The US Navy has retained six shipbuilding companies to develop concepts for the service’s future large unmanned surface vessel (LUSV). The new LUSV will be capable of semi-autonomous operation, with operators controlling the vessel remotely, or through autonomous operations. It will be expected to support the Navy’s existing manned fleet on various maritime missions, such as rendezvousing with Navy amphibious assault ships offshore to move personnel and supplies quickly, at lower cost, and less risk. It would also carry electronic warfare, anti-surface warfare, and land-strike warfare payloads.
The six shipbuilding companies retained for the LUSV project include: Lockheed Martin ($11.3 million); Huntington Ingalls ($13.1 million); Marinette Marine ($10.2 million); Austal ($9.1 million); Gibbs & Cox ($9 million); and Bollinger Shipyards ($9.4 million).
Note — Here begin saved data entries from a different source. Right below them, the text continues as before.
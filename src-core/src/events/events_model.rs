use chrono::{NaiveDate, NaiveTime};
use diesel::prelude::*;
use diesel::Queryable;
use diesel::Selectable;
use serde::{Deserialize, Serialize};

use crate::cache::Keyed;
use crate::errors::{Result, ValidationError};

/// Calendar event kinds, each mapped to a fixed display color.
#[derive(Debug, Clone, Copy, PartialEq, Eq, Serialize, Deserialize, Default)]
#[serde(rename_all = "lowercase")]
pub enum EventType {
    #[default]
    Custom,
    Birthday,
    Meeting,
    Task,
}

impl EventType {
    pub fn color(&self) -> &'static str {
        match self {
            EventType::Custom => "#6b7280",
            EventType::Birthday => "#f59e0b",
            EventType::Meeting => "#06b6d4",
            EventType::Task => "#8b5cf6",
        }
    }

    pub fn as_str(&self) -> &'static str {
        match self {
            EventType::Custom => "custom",
            EventType::Birthday => "birthday",
            EventType::Meeting => "meeting",
            EventType::Task => "task",
        }
    }
}

/// Recurrence label; stored with the event, never expanded into instances.
#[derive(Debug, Clone, Copy, PartialEq, Eq, Serialize, Deserialize, Default)]
#[serde(rename_all = "lowercase")]
pub enum Recurrence {
    #[default]
    None,
    Daily,
    Weekly,
    Monthly,
    Yearly,
}

impl Recurrence {
    pub fn as_str(&self) -> &'static str {
        match self {
            Recurrence::None => "none",
            Recurrence::Daily => "daily",
            Recurrence::Weekly => "weekly",
            Recurrence::Monthly => "monthly",
            Recurrence::Yearly => "yearly",
        }
    }
}

#[derive(
    Queryable,
    Identifiable,
    AsChangeset,
    Selectable,
    PartialEq,
    Serialize,
    Deserialize,
    Debug,
    Clone,
)]
#[diesel(table_name = crate::schema::events)]
#[diesel(check_for_backend(diesel::sqlite::Sqlite))]
#[serde(rename_all = "camelCase")]
pub struct Event {
    pub id: String,
    pub title: String,
    pub start_time: String,
    pub end_time: Option<String>,
    pub all_day: bool,
    pub color: String,
    pub event_type: String,
    pub recurrence: String,
    pub user_id: String,
    pub deleted: bool,
}

#[derive(Insertable, Serialize, Deserialize, Debug, Clone)]
#[diesel(table_name = crate::schema::events)]
#[serde(rename_all = "camelCase")]
pub struct NewEvent {
    pub id: Option<String>,
    pub title: String,
    pub start_time: String,
    pub end_time: Option<String>,
    pub all_day: bool,
    pub color: String,
    pub event_type: String,
    pub recurrence: String,
    #[serde(default)]
    pub user_id: String,
    #[serde(default)]
    pub deleted: bool,
}

/// Form payload collected by the event modal: a date plus optional wall-clock
/// times, turned into stored start/end strings on save.
#[derive(Debug, Clone, Serialize, Deserialize)]
#[serde(rename_all = "camelCase")]
pub struct EventDraft {
    pub title: String,
    pub date: String,
    #[serde(default)]
    pub time: Option<String>,
    #[serde(default)]
    pub end_time: Option<String>,
    #[serde(default, rename = "type")]
    pub event_type: EventType,
    #[serde(default)]
    pub recurrence: Recurrence,
    #[serde(default)]
    pub user_id: String,
}

impl EventDraft {
    /// Validates the form fields and computes the stored representation.
    /// An event with no start time is an all-day event and keeps the bare
    /// date as its start string.
    pub fn into_new_event(self) -> Result<NewEvent> {
        let time = normalize(self.time);
        let end_time = normalize(self.end_time);

        if self.title.trim().is_empty() {
            return Err(ValidationError::MissingField("title".to_string()).into());
        }
        NaiveDate::parse_from_str(&self.date, "%Y-%m-%d").map_err(|_| {
            ValidationError::InvalidInput(format!("invalid date '{}'", self.date))
        })?;
        for value in [&time, &end_time].into_iter().flatten() {
            NaiveTime::parse_from_str(value, "%H:%M").map_err(|_| {
                ValidationError::InvalidInput(format!("invalid time '{}'", value))
            })?;
        }

        let start_time = match &time {
            Some(t) => format!("{}T{}", self.date, t),
            None => self.date.clone(),
        };
        let end_time = end_time.map(|t| format!("{}T{}", self.date, t));
        let all_day = time.is_none();

        Ok(NewEvent {
            id: None,
            title: self.title,
            start_time,
            end_time,
            all_day,
            color: self.event_type.color().to_string(),
            event_type: self.event_type.as_str().to_string(),
            recurrence: self.recurrence.as_str().to_string(),
            user_id: self.user_id,
            deleted: false,
        })
    }
}

fn normalize(value: Option<String>) -> Option<String> {
    value.filter(|s| !s.is_empty())
}

/// Initial form values derived from a stored event (click-to-edit).
#[derive(Debug, Clone, PartialEq, Eq, Serialize)]
#[serde(rename_all = "camelCase")]
pub struct EventForm {
    pub id: String,
    pub title: String,
    pub date: String,
    pub time: String,
    pub end_time: String,
    pub event_type: String,
}

impl EventForm {
    pub fn from_event(event: &Event) -> Self {
        let (date, time) = split_date_time(&event.start_time);
        let end_time = event
            .end_time
            .as_deref()
            .map(|s| split_date_time(s).1)
            .unwrap_or_default();
        EventForm {
            id: event.id.clone(),
            title: event.title.clone(),
            date,
            time,
            end_time,
            event_type: event.event_type.clone(),
        }
    }
}

/// Splits an ISO-ish timestamp on the date/time separator. An absent time
/// component yields an empty time string (all-day).
fn split_date_time(value: &str) -> (String, String) {
    match value.split_once('T') {
        Some((date, time)) => (date.to_string(), time.chars().take(5).collect()),
        None => (value.to_string(), String::new()),
    }
}

impl Keyed for Event {
    fn key(&self) -> &str {
        &self.id
    }
}

#[cfg(test)]
mod tests {
    use super::*;

    fn draft(date: &str, time: Option<&str>) -> EventDraft {
        EventDraft {
            title: "Team sync".to_string(),
            date: date.to_string(),
            time: time.map(str::to_string),
            end_time: None,
            event_type: EventType::Meeting,
            recurrence: Recurrence::None,
            user_id: "u1".to_string(),
        }
    }

    #[test]
    fn draft_without_time_becomes_all_day() {
        let new_event = draft("2024-01-10", None).into_new_event().unwrap();
        assert!(new_event.all_day);
        assert_eq!(new_event.start_time, "2024-01-10");
        assert_eq!(new_event.end_time, None);
    }

    #[test]
    fn draft_with_time_keeps_wall_clock_start() {
        let new_event = draft("2024-01-10", Some("09:00")).into_new_event().unwrap();
        assert!(!new_event.all_day);
        assert_eq!(new_event.start_time, "2024-01-10T09:00");
    }

    #[test]
    fn empty_time_string_counts_as_all_day() {
        let mut d = draft("2024-01-10", None);
        d.time = Some(String::new());
        let new_event = d.into_new_event().unwrap();
        assert!(new_event.all_day);
        assert_eq!(new_event.start_time, "2024-01-10");
    }

    #[test]
    fn type_color_mapping_is_fixed() {
        let new_event = draft("2024-01-10", None).into_new_event().unwrap();
        assert_eq!(new_event.color, "#06b6d4");
        assert_eq!(new_event.event_type, "meeting");
        assert_eq!(EventType::Custom.color(), "#6b7280");
        assert_eq!(EventType::Birthday.color(), "#f59e0b");
        assert_eq!(EventType::Task.color(), "#8b5cf6");
    }

    #[test]
    fn bad_date_and_time_are_rejected() {
        assert!(draft("tomorrow", None).into_new_event().is_err());
        assert!(draft("2024-01-10", Some("9am")).into_new_event().is_err());
    }

    #[test]
    fn form_derivation_splits_on_separator() {
        let event = Event {
            id: "e1".to_string(),
            title: "Dentist".to_string(),
            start_time: "2024-01-10T09:00".to_string(),
            end_time: Some("2024-01-10T10:30".to_string()),
            all_day: false,
            color: "#6b7280".to_string(),
            event_type: "custom".to_string(),
            recurrence: "none".to_string(),
            user_id: "u1".to_string(),
            deleted: false,
        };
        let form = EventForm::from_event(&event);
        assert_eq!(form.date, "2024-01-10");
        assert_eq!(form.time, "09:00");
        assert_eq!(form.end_time, "10:30");
    }

    #[test]
    fn form_derivation_for_all_day_event_has_empty_time() {
        let event = Event {
            id: "e1".to_string(),
            title: "Holiday".to_string(),
            start_time: "2024-01-10".to_string(),
            end_time: None,
            all_day: true,
            color: "#6b7280".to_string(),
            event_type: "custom".to_string(),
            recurrence: "none".to_string(),
            user_id: "u1".to_string(),
            deleted: false,
        };
        let form = EventForm::from_event(&event);
        assert_eq!(form.date, "2024-01-10");
        assert_eq!(form.time, "");
        assert_eq!(form.end_time, "");
    }
}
The prototype is expected to be 200 to 300 feet long and should also be able to: carry up to 40 tons of personnel and cargo; integrate advanced sensors and high-powered weapons; be able to operate in harsh sea conditions with waves up to 13 feet (4 meters); have the ability to generate as much as power as 75 kilowatts of 450-volt, 60 Hz, three-phase power for on-board electronic payloads; and be able to operate for up to 90 days without a human crew. Other details, dimensions, and performance specifications of the LUSV are currently classified.
The winning vendor will proceed to the first stages of development, employing technologies developed under the Sea Hunter project. All six companies will have until September 2024 to submit their LUSV concepts.